Task goal - Return verbatim all lines from the first one in the records to the line with "const DETAILED_ANALYSIS_PROMPT: &str", both ends kept.

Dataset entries
************
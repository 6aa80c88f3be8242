//! Task catalogue: prompt templates and fixed model parameters.

use serde::Serialize;

/// Batch-mode summary instructions.
const BATCH_SUMMARY_PROMPT: &str = "Provide a concise summary of this document.
Include:
- Main topic (1 sentence)
- Key points (3-5 bullet points)
- Conclusion or outcome (1 sentence)

Keep it brief and clear.";

const EXECUTIVE_SUMMARY_PROMPT: &str = "Provide a 2-3 paragraph executive summary:";

const DETAILED_ANALYSIS_PROMPT: &str = "Analyze this document in detail:

1. MAIN TOPIC: What is this document about?
2. KEY THEMES: What are the 3-5 main themes?
3. IMPORTANT DETAILS: List 5-7 specific details, facts, or data points
4. STRUCTURE: How is the document organized?
5. TONE & PURPOSE: What's the tone? What's the purpose?
6. ACTIONABLE INSIGHTS: What actions or decisions does this suggest?

Be specific and cite examples from the document.";

const EXPORT_SUMMARY_PROMPT: &str = "Create a structured summary of this document:

1. TITLE: A clear, descriptive title (under 10 words)
2. EXECUTIVE SUMMARY: 2-3 sentence overview
3. KEY POINTS: 5-7 bullet points of main ideas
4. DETAILS: 2-3 paragraphs of important details
5. CONCLUSION: 1-2 sentences

Format with clear section headers.";

const COMPARISON_FORMAT: &str = "Provide analysis in this format:

SIMILARITIES:
- List 3-5 key similarities or overlapping themes

DIFFERENCES:
- List 3-5 key differences in content, tone, or focus

UNIQUE TO DOCUMENT 1:
- 2-3 points only found in document 1

UNIQUE TO DOCUMENT 2:
- 2-3 points only found in document 2

RELATIONSHIP:
- How do these documents relate? (complementary, contradictory, independent, etc.)

SUMMARY:
- One paragraph summarizing the comparison";

const SYNTHESIS_FORMAT: &str = "Provide:

MAIN THEMES:
- Identify 3-5 overarching themes across all documents

KEY INSIGHTS BY DOCUMENT:
- 1-2 key points from each document

CONNECTIONS:
- How do these documents relate to each other?
- What story do they tell together?

SYNTHESIS SUMMARY:
- 2-3 paragraphs synthesizing all documents into a coherent narrative";

/// Fixed parameters for one task.
#[derive(Debug, Clone, Copy, PartialEq)]
pub struct TaskSpec {
    /// Role framing sent as the system message.
    pub system: &'static str,
    /// Per-segment truncation ceiling, in characters.
    pub ceiling: usize,
    pub temperature: f32,
    pub max_tokens: u32,
}

/// How many input segments a task takes.
#[derive(Debug, Clone, Copy, PartialEq, Eq)]
pub enum Arity {
    Exactly(usize),
    AtLeast(usize),
}

impl Arity {
    pub fn accepts(&self, n: usize) -> bool {
        match *self {
            Self::Exactly(k) => n == k,
            Self::AtLeast(k) => n >= k,
        }
    }
}

/// The completion tasks the pipeline knows how to run.
#[derive(Debug, Clone, Copy, PartialEq, Eq, Hash, Serialize)]
#[serde(rename_all = "snake_case")]
pub enum Task {
    /// Short summary used for every document of a batch run.
    BatchSummary,
    /// Two-to-three paragraph executive summary.
    ExecutiveSummary,
    /// Six-part breakdown of a single document.
    DetailedAnalysis,
    /// Sectioned summary meant for export.
    ExportSummary,
    /// Side-by-side comparison of two documents.
    Comparison,
    /// Combined narrative over three or more documents.
    Synthesis,
}

impl Task {
    pub const ALL: [Task; 6] = [
        Task::BatchSummary,
        Task::ExecutiveSummary,
        Task::DetailedAnalysis,
        Task::ExportSummary,
        Task::Comparison,
        Task::Synthesis,
    ];

    pub fn spec(&self) -> TaskSpec {
        match self {
            Self::BatchSummary => TaskSpec {
                system: "You create concise, accurate summaries quickly.",
                ceiling: 20_000,
                temperature: 0.4,
                max_tokens: 300,
            },
            Self::ExecutiveSummary => TaskSpec {
                system: "Create concise executive summaries.",
                ceiling: 15_000,
                temperature: 0.5,
                max_tokens: 300,
            },
            Self::DetailedAnalysis => TaskSpec {
                system: "You are a thorough document analyst.",
                ceiling: 15_000,
                temperature: 0.4,
                max_tokens: 700,
            },
            Self::ExportSummary => TaskSpec {
                system: "You create well-structured summaries with clear sections.",
                ceiling: 15_000,
                temperature: 0.5,
                max_tokens: 600,
            },
            Self::Comparison => TaskSpec {
                system: "You are an expert document analyst who compares documents precisely and identifies key relationships.",
                ceiling: 15_000,
                temperature: 0.4,
                max_tokens: 800,
            },
            Self::Synthesis => TaskSpec {
                system: "You synthesize information from multiple documents, finding connections and creating unified narratives.",
                ceiling: 8_000,
                temperature: 0.5,
                max_tokens: 1000,
            },
        }
    }

    pub fn arity(&self) -> Arity {
        match self {
            Self::Comparison => Arity::Exactly(2),
            Self::Synthesis => Arity::AtLeast(3),
            _ => Arity::Exactly(1),
        }
    }

    /// Short name used in logs and file names.
    pub fn as_str(&self) -> &'static str {
        match self {
            Self::BatchSummary => "batch_summary",
            Self::ExecutiveSummary => "executive_summary",
            Self::DetailedAnalysis => "detailed_analysis",
            Self::ExportSummary => "export_summary",
            Self::Comparison => "comparison",
            Self::Synthesis => "synthesis",
        }
    }

    /// Fill the task template with already-truncated `(label, text)` pairs.
    ///
    /// Callers must have checked [`Task::arity`].
    pub(crate) fn render(&self, segments: &[(&str, &str)]) -> String {
        match self {
            Self::BatchSummary => single_document(BATCH_SUMMARY_PROMPT, segments[0].1),
            Self::ExecutiveSummary => {
                format!("{}\n\n{}", EXECUTIVE_SUMMARY_PROMPT, segments[0].1)
            }
            Self::DetailedAnalysis => single_document(DETAILED_ANALYSIS_PROMPT, segments[0].1),
            Self::ExportSummary => single_document(EXPORT_SUMMARY_PROMPT, segments[0].1),
            Self::Comparison => {
                let (name1, text1) = segments[0];
                let (name2, text2) = segments[1];
                format!(
                    "Compare these two documents and provide a structured analysis:\n\n\
                     Document 1 ({}):\n{}\n\n\
                     Document 2 ({}):\n{}\n\n{}",
                    name1, text1, name2, text2, COMPARISON_FORMAT
                )
            }
            Self::Synthesis => {
                let mut combined = String::new();
                for (i, (name, text)) in segments.iter().enumerate() {
                    combined.push_str(&format!(
                        "\n\n=== DOCUMENT {}: {} ===\n{}\n",
                        i + 1,
                        name,
                        text
                    ));
                }
                format!(
                    "Analyze these multiple documents and create a synthesis:\n\n{}\n\n{}",
                    combined, SYNTHESIS_FORMAT
                )
            }
        }
    }
}

fn single_document(prompt: &str, text: &str) -> String {
    format!("{}\n\nDocument:\n{}", prompt, text)
}

#[cfg(test)]
mod tests {
    use super::*;

    #[test]
    fn test_ceilings() {
        assert_eq!(Task::BatchSummary.spec().ceiling, 20_000);
        assert_eq!(Task::ExecutiveSummary.spec().ceiling, 15_000);
        assert_eq!(Task::Comparison.spec().ceiling, 15_000);
        assert_eq!(Task::Synthesis.spec().ceiling, 8_000);
    }

    #[test]
    fn test_output_budgets_stay_in_range() {
        for task in Task::ALL {
            let spec = task.spec();
            assert!((300..=1000).contains(&spec.max_tokens), "{:?}", task);
            assert!(!spec.system.is_empty());
        }
    }

    #[test]
    fn test_arity() {
        assert!(Task::ExecutiveSummary.arity().accepts(1));
        assert!(!Task::ExecutiveSummary.arity().accepts(2));
        assert!(Task::Comparison.arity().accepts(2));
        assert!(!Task::Comparison.arity().accepts(3));
        assert!(!Task::Synthesis.arity().accepts(2));
        assert!(Task::Synthesis.arity().accepts(3));
        assert!(Task::Synthesis.arity().accepts(7));
    }

    #[test]
    fn test_render_labels_documents() {
        let comparison = Task::Comparison.render(&[("a.txt", "first"), ("b.pdf", "second")]);
        assert!(comparison.contains("Document 1 (a.txt):\nfirst"));
        assert!(comparison.contains("Document 2 (b.pdf):\nsecond"));
        assert!(comparison.ends_with("One paragraph summarizing the comparison"));

        let synthesis =
            Task::Synthesis.render(&[("a", "one"), ("b", "two"), ("c", "three")]);
        assert!(synthesis.contains("=== DOCUMENT 1: a ===\none\n"));
        assert!(synthesis.contains("=== DOCUMENT 3: c ===\nthree\n"));
    }

    #[test]
    fn test_render_single_document() {
        let prompt = Task::BatchSummary.render(&[("doc", "body text")]);
        assert!(prompt.starts_with("Provide a concise summary of this document."));
        assert!(prompt.ends_with("\n\nDocument:\nbody text"));

        let exec = Task::ExecutiveSummary.render(&[("doc", "body")]);
        assert_eq!(exec, "Provide a 2-3 paragraph executive summary:\n\nbody");
    }
}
************
Answer to this problem -
repository 6aa80c88f3be8242
//! Task catalogue: prompt templates and fixed model parameters.

use serde::Serialize;

/// Batch-mode summary instructions.
const BATCH_SUMMARY_PROMPT: &str = "Provide a concise summary of this document.
Include:
- Main topic (1 sentence)
- Key points (3-5 bullet points)
- Conclusion or outcome (1 sentence)

Keep it brief and clear.";

const EXECUTIVE_SUMMARY_PROMPT: &str = "Provide a 2-3 paragraph executive summary:";

const DETAILED_ANALYSIS_PROMPT: &str = "Analyze this document in detail:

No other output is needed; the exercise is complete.